Angesichts der rasanten Entwicklung von künstlicher Intelligenz und der gesellschaftlichen Risiken, die von der potenten Technologie ausgehen, fordert ein offener Brief des amerikanischen Future of Life Institute deshalb einen sechsmonatigen Unterbruch bei der Weiterentwicklung von KI-Systemen, die leistungsfähiger als ChatGPT4 sind. Dies, um die Software transparenter und vertrauenswürdiger zu machen. Zu den Unterzeichnern der öffentlichen Stellungnahme gehören prominente Köpfe wie etwa der israelische Historiker und Buchautor Yuval Harari und der US-Unternehmer Elon Musk.
Nicht unterschrieben hat dagegen Florent Thouvenin. Der Rechtswissenschaftler der UZH beschäftigt sich schon seit längerem mit den Auswirkungen von algorithmischen Systemen und künstlicher Intelligenz auf die Gesellschaft und mit den Herausforderungen für das Rechtssystem, die damit verbunden sind. Thouvenin ist Professor für Informations- und Kommunikationsrecht und leitet an der UZH das Center for Information Technology, Society, and Law (ITSL). Dem geforderten Unterbruch steht er skeptisch gegenüber. «KI ist kein Wunderwerkzeug», sagt der Rechtswissenschaftler, «Chatbots wie ChatGPT können sehr schnell sehr viel rechnen – sie können aber weder verstehen noch denken und sie haben auch keinen eigenen Willen.»

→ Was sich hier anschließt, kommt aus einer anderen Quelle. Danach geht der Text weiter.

//! Placement strategies: weave the collected mutants of one anchor node into
//! a single runtime-dispatchable fragment.
//!
//! Each strategy handles one node shape. At most one mutant is ever active at
//! runtime, selected by the activation helper, so every woven fragment keeps
//! the original behavior when no mutant (or another file's mutant) is active.

use crate::{
    ast::{Expr, NodeMut, ParentContext, Replacement, Target},
    mutant::MutantId,
    options::InstrumenterOptions,
};

mod expression_placer;
mod statement_placer;
mod switch_case_placer;

pub use expression_placer::ExpressionPlacer;
pub use statement_placer::StatementPlacer;
pub use switch_case_placer::SwitchCasePlacer;

/// A mutant ready for weaving: its id and the anchor-shaped branch to take
/// when it is active.
#[derive(Clone, Debug)]
pub struct PlacedMutant {
    pub id: MutantId,
    pub replacement: Replacement,
}

/// A strategy refused or failed to weave; the transformer turns this into a
/// file-level placement error.
#[derive(Debug)]
pub struct PlaceError {
    pub reason: String,
}

impl PlaceError {
    fn shape_mismatch(placer: &str) -> Self {
        Self {
            reason: format!("{placer} was handed a replacement of a different node shape"),
        }
    }
}

pub trait MutantPlacer: Send + Sync {
    fn name(&self) -> &'static str;

    /// Whether this strategy can weave mutants at `target` in position
    /// `parent`. Decided at node entry, before any mutant registers.
    fn can_place(&self, target: Target<'_>, parent: &ParentContext) -> bool;

    /// Rewrites `node` in place so that each mutant's branch is taken exactly
    /// when the activation helper selects its id.
    fn place(
        &self,
        node: NodeMut<'_>,
        mutants: &[PlacedMutant],
        options: &InstrumenterOptions,
    ) -> Result<(), PlaceError>;
}

/// All strategies, tried in order at node entry.
pub static PLACERS: &[&dyn MutantPlacer] = &[&ExpressionPlacer, &StatementPlacer, &SwitchCasePlacer];

/// `helper("<id>")`: the runtime predicate that activates one mutant.
fn activation_call(options: &InstrumenterOptions, id: MutantId) -> Expr {
    Expr::call(
        Expr::ident(options.activation_helper.as_str()),
        vec![Expr::string(id.to_string())],
    )
}
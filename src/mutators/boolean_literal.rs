use super::{Enabled, Mutable, MutationContext, NodeMutator};
use crate::ast::{Expr, ExprKind, Target, UnaryOp};

pub const NAME: &str = "BooleanLiteral";

pub const OPERATORS: &[&str] = &[
    "BooleanLiteral_TrueLiteral_ToFalseLiteral",
    "BooleanLiteral_FalseLiteral_ToTrueLiteral",
    "BooleanLiteral_LogicalNotOperator_Removal",
];

pub struct BooleanLiteralMutator;

impl NodeMutator for BooleanLiteralMutator {
    fn name(&self) -> &'static str {
        NAME
    }

    fn mutate(&self, ctx: MutationContext<'_>, enabled: Enabled<'_>) -> Vec<Mutable> {
        let Target::Expr(expr) = ctx.target else {
            return Vec::new();
        };

        match &expr.kind {
            ExprKind::Bool(value) => {
                let operator = if *value {
                    "BooleanLiteral_TrueLiteral_ToFalseLiteral"
                } else {
                    "BooleanLiteral_FalseLiteral_ToTrueLiteral"
                };
                if enabled.allows(operator) {
                    vec![Mutable::expr(Expr::bool_lit(!value), operator)]
                } else {
                    Vec::new()
                }
            }
            ExprKind::Unary {
                op: UnaryOp::Not,
                arg,
            } => {
                let operator = "BooleanLiteral_LogicalNotOperator_Removal";
                if enabled.allows(operator) {
                    vec![Mutable::expr((**arg).clone(), operator)]
                } else {
                    Vec::new()
                }
            }
            _ => Vec::new(),
        }
    }
}
use anyhow::{Result, anyhow};
use std::env;
use std::fmt::Display;
use std::str::FromStr;

use voca_core::RewardTable;
use voca_persistence::connection::DEFAULT_DATABASE_URL;
use voca_types::GuessMode;

#[derive(Debug, Clone)]
pub struct Config {
    pub database_url: String,
    pub words_directory: String,
    pub guess_mode: GuessMode,
    pub rewards: RewardTable,
    pub reset_stats_on_grade_reset: bool,
}

impl Config {
    /// Read the configuration from the environment, falling back to defaults
    pub fn new() -> Result<Self> {
        Self::from_lookup(|key| env::var(key).ok())
    }

    pub fn from_lookup<F>(lookup: F) -> Result<Self>
    where
        F: Fn(&str) -> Option<String>,
    {
        let defaults = RewardTable::default();
        Ok(Self {
            database_url: lookup("DATABASE_URL").unwrap_or_else(|| DEFAULT_DATABASE_URL.to_string()),
            words_directory: lookup("WORDS_DIRECTORY").unwrap_or_else(|| "./assets/data".to_string()),
            guess_mode: parse_var(&lookup, "GUESS_MODE", GuessMode::Positional)?,
            rewards: RewardTable::new(
                parse_var(&lookup, "LONG_WORD_THRESHOLD", defaults.long_word_threshold)?,
                parse_var(&lookup, "SHORT_WORD_REWARD", defaults.short_word_reward)?,
                parse_var(&lookup, "LONG_WORD_REWARD", defaults.long_word_reward)?,
            ),
            reset_stats_on_grade_reset: parse_var(&lookup, "RESET_STATS_ON_GRADE_RESET", false)?,
        })
    }
}

fn parse_var<T, F>(lookup: &F, key: &str, default: T) -> Result<T>
where
    T: FromStr,
    T::Err: Display,
    F: Fn(&str) -> Option<String>,
{
    match lookup(key) {
        Some(raw) => raw
            .trim()
            .parse()
            .map_err(|e| anyhow!("Invalid {}={:?}: {}", key, raw, e)),
        None => Ok(default),
    }
}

Thouvenin sieht vor allem zahlreiche Chancen, die die neue Technologie bietet. Wichtig sei es, Anwendungen von künstlicher Intelligenz rechtlich so zu erfassen, dass die Chancen genutzt und die Risiken minimiert werden können. Gedanken dazu hat er sich bereits 2021 gemeinsam mit Kolleg:innen in einem Positionspapier der Digital Society Initiative (DSI) der UZH gemacht (siehe Kasten). Mit Partnern in Japan, Brasilien, Australien und Israel analysiert er nun im «AI-Policy-Projekt», wie verschiedene Rechtssysteme auf die grossen Fortschritte bei der Entwicklung von KI reagieren. Dabei werden Staaten untersucht, die sich – wie die Schweiz – genau überlegen müssen, wie sie sich gegenüber den regulatorischen Supermächten EU und USA positionieren wollen, um die Entwicklung dieser Technologien zu fördern und zugleich die eigenen Bürger vor Nachteilen zu schützen.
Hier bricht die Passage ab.